Material for the task section start

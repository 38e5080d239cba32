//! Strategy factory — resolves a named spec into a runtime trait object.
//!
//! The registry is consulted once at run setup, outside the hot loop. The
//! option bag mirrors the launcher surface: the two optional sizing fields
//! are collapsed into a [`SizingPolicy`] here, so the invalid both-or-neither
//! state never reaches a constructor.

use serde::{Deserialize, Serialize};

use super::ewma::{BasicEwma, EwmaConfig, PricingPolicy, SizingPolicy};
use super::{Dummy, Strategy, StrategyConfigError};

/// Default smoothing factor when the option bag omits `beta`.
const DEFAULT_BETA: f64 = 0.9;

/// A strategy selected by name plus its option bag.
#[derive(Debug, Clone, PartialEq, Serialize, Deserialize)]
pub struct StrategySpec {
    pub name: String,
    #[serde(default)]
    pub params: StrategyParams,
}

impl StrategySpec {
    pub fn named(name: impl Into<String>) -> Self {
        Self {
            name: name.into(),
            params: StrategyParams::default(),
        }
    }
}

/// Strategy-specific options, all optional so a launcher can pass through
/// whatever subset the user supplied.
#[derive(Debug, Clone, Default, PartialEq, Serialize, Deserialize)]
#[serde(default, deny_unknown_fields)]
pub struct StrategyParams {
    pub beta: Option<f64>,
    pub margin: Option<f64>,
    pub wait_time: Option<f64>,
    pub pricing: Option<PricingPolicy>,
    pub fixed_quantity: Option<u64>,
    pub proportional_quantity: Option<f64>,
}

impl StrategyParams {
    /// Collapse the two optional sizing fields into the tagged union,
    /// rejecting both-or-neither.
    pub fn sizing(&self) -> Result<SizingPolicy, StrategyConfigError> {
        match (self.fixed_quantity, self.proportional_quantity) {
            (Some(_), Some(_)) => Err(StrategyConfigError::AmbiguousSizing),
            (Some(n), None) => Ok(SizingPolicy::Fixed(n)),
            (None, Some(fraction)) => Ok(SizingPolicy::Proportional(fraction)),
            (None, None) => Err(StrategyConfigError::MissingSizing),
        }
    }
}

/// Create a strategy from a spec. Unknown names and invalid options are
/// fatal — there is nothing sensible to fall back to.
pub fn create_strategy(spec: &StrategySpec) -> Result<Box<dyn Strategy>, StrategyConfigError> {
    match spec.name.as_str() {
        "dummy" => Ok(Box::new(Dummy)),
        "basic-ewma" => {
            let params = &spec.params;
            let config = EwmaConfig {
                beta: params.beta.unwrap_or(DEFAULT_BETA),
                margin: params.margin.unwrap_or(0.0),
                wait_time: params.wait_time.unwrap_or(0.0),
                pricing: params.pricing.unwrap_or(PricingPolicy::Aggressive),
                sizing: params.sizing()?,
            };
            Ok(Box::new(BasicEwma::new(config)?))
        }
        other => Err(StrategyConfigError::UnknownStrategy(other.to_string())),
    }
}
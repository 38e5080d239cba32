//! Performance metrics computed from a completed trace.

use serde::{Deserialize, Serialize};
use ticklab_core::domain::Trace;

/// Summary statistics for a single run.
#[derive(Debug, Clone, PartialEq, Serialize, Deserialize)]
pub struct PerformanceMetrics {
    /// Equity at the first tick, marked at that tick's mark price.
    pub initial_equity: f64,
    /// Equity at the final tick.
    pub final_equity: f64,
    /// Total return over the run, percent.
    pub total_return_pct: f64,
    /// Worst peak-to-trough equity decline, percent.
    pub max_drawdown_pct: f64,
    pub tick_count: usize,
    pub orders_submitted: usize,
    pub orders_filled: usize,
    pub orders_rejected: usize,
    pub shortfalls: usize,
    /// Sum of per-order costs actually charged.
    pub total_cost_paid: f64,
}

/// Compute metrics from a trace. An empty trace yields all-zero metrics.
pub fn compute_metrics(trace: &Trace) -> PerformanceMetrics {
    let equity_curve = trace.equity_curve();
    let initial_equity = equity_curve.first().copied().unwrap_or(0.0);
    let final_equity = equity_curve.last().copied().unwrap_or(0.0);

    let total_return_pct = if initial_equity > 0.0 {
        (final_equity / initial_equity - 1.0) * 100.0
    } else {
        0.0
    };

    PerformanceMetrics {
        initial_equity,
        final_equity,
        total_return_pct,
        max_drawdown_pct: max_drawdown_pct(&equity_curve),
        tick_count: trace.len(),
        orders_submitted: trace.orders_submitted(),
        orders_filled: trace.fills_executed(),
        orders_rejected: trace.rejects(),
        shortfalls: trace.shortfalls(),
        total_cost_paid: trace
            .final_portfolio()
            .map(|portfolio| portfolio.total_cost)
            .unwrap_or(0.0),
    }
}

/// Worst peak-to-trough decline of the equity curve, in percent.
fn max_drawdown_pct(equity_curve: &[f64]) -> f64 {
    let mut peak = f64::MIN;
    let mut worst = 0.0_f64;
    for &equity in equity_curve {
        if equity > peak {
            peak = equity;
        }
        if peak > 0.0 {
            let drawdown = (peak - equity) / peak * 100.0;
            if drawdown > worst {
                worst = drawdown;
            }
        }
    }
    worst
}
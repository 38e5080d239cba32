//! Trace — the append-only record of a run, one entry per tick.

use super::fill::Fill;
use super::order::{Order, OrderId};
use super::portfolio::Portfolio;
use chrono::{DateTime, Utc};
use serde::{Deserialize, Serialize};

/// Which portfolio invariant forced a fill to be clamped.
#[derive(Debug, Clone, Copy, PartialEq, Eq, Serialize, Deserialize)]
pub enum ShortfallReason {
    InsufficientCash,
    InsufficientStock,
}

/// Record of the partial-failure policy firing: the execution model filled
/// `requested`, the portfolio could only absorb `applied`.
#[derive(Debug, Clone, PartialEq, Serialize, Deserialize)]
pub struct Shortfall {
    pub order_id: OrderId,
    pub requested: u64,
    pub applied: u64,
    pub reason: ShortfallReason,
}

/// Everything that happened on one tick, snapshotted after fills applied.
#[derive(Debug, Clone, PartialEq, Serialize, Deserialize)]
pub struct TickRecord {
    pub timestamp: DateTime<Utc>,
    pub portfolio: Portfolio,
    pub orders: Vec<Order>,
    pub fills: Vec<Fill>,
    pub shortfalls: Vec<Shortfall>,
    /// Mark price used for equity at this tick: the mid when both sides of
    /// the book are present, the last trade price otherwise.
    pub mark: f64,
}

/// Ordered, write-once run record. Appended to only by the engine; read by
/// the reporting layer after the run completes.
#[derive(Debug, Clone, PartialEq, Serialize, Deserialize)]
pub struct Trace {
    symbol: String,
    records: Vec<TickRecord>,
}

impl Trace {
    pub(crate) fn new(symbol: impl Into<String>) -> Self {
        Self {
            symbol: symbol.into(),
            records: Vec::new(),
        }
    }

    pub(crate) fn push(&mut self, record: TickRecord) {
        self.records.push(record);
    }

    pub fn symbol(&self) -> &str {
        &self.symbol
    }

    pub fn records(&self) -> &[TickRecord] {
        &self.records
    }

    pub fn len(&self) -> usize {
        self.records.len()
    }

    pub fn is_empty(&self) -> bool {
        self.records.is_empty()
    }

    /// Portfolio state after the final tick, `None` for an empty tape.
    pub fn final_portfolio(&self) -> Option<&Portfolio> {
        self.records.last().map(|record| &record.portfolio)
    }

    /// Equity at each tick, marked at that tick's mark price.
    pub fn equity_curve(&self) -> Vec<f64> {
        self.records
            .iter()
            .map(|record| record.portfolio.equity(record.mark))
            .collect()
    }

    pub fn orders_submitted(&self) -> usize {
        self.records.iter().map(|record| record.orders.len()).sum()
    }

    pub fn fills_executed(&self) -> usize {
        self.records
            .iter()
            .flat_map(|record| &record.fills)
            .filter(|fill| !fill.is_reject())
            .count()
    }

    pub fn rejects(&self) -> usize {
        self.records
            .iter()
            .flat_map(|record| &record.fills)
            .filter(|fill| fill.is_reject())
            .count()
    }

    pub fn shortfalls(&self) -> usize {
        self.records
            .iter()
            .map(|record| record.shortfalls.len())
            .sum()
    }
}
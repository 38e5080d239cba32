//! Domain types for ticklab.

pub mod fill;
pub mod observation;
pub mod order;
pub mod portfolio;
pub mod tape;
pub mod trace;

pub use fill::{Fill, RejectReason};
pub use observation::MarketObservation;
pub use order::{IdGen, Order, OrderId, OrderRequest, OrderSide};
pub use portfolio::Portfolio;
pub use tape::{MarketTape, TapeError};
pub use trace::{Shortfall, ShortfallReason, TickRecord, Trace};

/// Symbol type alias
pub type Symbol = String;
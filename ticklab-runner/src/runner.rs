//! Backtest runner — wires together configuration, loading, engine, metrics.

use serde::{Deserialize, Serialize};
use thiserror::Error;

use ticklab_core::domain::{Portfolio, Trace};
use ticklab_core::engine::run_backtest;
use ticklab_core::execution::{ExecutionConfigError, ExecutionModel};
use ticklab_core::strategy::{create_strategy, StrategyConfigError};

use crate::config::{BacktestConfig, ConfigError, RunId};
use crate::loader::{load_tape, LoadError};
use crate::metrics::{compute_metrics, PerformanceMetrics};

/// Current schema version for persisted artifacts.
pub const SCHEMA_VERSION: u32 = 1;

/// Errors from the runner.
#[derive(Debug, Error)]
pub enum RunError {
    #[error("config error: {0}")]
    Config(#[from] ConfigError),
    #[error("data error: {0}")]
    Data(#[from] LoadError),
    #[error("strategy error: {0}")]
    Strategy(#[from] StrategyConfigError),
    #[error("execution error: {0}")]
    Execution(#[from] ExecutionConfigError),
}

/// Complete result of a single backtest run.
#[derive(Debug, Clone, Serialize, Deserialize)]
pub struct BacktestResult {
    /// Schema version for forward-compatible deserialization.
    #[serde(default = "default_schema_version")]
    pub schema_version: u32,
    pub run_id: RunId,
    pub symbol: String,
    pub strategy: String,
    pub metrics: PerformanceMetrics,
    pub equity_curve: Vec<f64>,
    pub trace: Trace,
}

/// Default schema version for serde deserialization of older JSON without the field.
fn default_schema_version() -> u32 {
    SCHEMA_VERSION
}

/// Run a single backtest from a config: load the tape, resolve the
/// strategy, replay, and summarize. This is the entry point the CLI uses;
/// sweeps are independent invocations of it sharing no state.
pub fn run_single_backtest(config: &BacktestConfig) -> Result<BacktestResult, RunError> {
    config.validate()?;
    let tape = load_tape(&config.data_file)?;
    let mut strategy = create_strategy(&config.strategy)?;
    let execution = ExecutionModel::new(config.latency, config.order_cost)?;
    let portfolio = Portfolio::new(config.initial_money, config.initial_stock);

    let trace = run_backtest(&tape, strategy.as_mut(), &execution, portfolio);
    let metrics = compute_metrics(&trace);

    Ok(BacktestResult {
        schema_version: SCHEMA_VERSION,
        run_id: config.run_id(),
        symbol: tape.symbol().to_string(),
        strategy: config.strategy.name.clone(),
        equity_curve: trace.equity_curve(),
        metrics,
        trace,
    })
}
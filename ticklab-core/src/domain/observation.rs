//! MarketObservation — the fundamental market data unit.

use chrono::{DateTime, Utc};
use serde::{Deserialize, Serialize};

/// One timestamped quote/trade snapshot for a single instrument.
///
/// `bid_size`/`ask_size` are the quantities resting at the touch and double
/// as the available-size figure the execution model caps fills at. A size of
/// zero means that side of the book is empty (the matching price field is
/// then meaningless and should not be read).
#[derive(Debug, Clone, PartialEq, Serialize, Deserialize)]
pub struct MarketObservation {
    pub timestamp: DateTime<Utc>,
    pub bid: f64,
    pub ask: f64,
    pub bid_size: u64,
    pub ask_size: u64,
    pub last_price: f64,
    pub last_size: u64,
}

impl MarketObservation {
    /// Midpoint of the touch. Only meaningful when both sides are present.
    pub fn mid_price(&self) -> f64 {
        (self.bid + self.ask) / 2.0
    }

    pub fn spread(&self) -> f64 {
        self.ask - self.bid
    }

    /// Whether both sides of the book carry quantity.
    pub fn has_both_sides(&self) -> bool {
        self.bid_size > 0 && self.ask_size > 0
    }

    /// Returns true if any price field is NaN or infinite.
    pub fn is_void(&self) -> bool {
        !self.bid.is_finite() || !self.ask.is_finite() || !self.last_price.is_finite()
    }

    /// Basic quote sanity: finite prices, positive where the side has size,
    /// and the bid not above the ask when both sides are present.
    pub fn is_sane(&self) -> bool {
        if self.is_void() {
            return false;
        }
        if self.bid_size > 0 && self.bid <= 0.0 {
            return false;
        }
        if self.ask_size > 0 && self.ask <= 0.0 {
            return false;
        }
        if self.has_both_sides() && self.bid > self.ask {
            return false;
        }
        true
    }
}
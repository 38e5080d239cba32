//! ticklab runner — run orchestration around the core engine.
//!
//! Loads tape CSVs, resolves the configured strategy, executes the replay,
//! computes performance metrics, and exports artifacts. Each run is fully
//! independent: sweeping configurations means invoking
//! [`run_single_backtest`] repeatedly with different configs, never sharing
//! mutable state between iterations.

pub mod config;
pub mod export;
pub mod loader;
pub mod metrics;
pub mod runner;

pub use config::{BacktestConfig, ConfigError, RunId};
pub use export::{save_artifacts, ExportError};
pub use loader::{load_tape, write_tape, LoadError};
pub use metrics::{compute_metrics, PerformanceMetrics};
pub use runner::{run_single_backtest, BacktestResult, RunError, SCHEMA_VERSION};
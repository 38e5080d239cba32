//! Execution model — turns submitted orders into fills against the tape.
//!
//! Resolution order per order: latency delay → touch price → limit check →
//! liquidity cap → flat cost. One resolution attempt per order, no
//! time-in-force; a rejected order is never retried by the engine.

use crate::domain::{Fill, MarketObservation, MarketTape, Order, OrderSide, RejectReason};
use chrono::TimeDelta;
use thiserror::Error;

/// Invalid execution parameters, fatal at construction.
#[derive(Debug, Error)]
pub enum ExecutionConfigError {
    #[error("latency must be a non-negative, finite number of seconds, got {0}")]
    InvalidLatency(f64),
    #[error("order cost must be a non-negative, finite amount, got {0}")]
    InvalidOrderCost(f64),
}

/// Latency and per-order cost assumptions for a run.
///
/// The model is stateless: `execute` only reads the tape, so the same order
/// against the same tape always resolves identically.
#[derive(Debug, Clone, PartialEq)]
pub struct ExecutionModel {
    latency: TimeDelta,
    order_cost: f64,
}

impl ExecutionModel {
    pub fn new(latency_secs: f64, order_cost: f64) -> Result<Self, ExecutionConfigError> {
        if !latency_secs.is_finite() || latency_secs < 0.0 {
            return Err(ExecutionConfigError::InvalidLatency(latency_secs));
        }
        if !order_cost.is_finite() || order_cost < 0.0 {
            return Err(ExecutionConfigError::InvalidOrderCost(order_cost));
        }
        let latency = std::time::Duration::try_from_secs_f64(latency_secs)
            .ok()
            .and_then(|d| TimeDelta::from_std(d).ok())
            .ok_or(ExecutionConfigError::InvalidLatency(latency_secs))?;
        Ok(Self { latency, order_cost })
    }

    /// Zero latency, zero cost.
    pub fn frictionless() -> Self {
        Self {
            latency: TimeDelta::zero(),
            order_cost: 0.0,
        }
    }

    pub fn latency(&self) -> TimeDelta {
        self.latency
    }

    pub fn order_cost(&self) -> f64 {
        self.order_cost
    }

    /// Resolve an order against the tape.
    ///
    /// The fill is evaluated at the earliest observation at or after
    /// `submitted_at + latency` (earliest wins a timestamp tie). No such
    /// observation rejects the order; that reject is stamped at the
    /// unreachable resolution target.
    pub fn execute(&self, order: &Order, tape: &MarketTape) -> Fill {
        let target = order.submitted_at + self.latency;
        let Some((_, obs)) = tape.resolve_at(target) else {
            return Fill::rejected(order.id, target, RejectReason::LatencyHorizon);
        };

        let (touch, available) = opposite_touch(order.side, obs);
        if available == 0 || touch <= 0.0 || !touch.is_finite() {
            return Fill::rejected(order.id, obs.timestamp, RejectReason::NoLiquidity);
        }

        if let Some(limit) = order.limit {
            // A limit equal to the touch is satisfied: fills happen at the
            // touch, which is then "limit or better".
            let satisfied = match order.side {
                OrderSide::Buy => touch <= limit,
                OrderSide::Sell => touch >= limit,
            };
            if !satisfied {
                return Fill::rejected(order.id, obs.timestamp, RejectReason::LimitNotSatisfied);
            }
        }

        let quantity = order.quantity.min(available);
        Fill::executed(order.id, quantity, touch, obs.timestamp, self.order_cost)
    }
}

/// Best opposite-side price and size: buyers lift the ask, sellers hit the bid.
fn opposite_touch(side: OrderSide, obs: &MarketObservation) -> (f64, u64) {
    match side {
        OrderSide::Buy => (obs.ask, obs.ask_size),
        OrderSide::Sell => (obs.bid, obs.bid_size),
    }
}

Material for the task section end

Directions:
Give the lines again, exactly as they stand, from the beginning of the data through the line with "Default smoothing factor".

Your solution:
repository 38e5080d239cba32
//! Strategy factory — resolves a named spec into a runtime trait object.
//!
//! The registry is consulted once at run setup, outside the hot loop. The
//! option bag mirrors the launcher surface: the two optional sizing fields
//! are collapsed into a [`SizingPolicy`] here, so the invalid both-or-neither
//! state never reaches a constructor.

use serde::{Deserialize, Serialize};

use super::ewma::{BasicEwma, EwmaConfig, PricingPolicy, SizingPolicy};
use super::{Dummy, Strategy, StrategyConfigError};

/// Default smoothing factor when the option bag omits `beta`.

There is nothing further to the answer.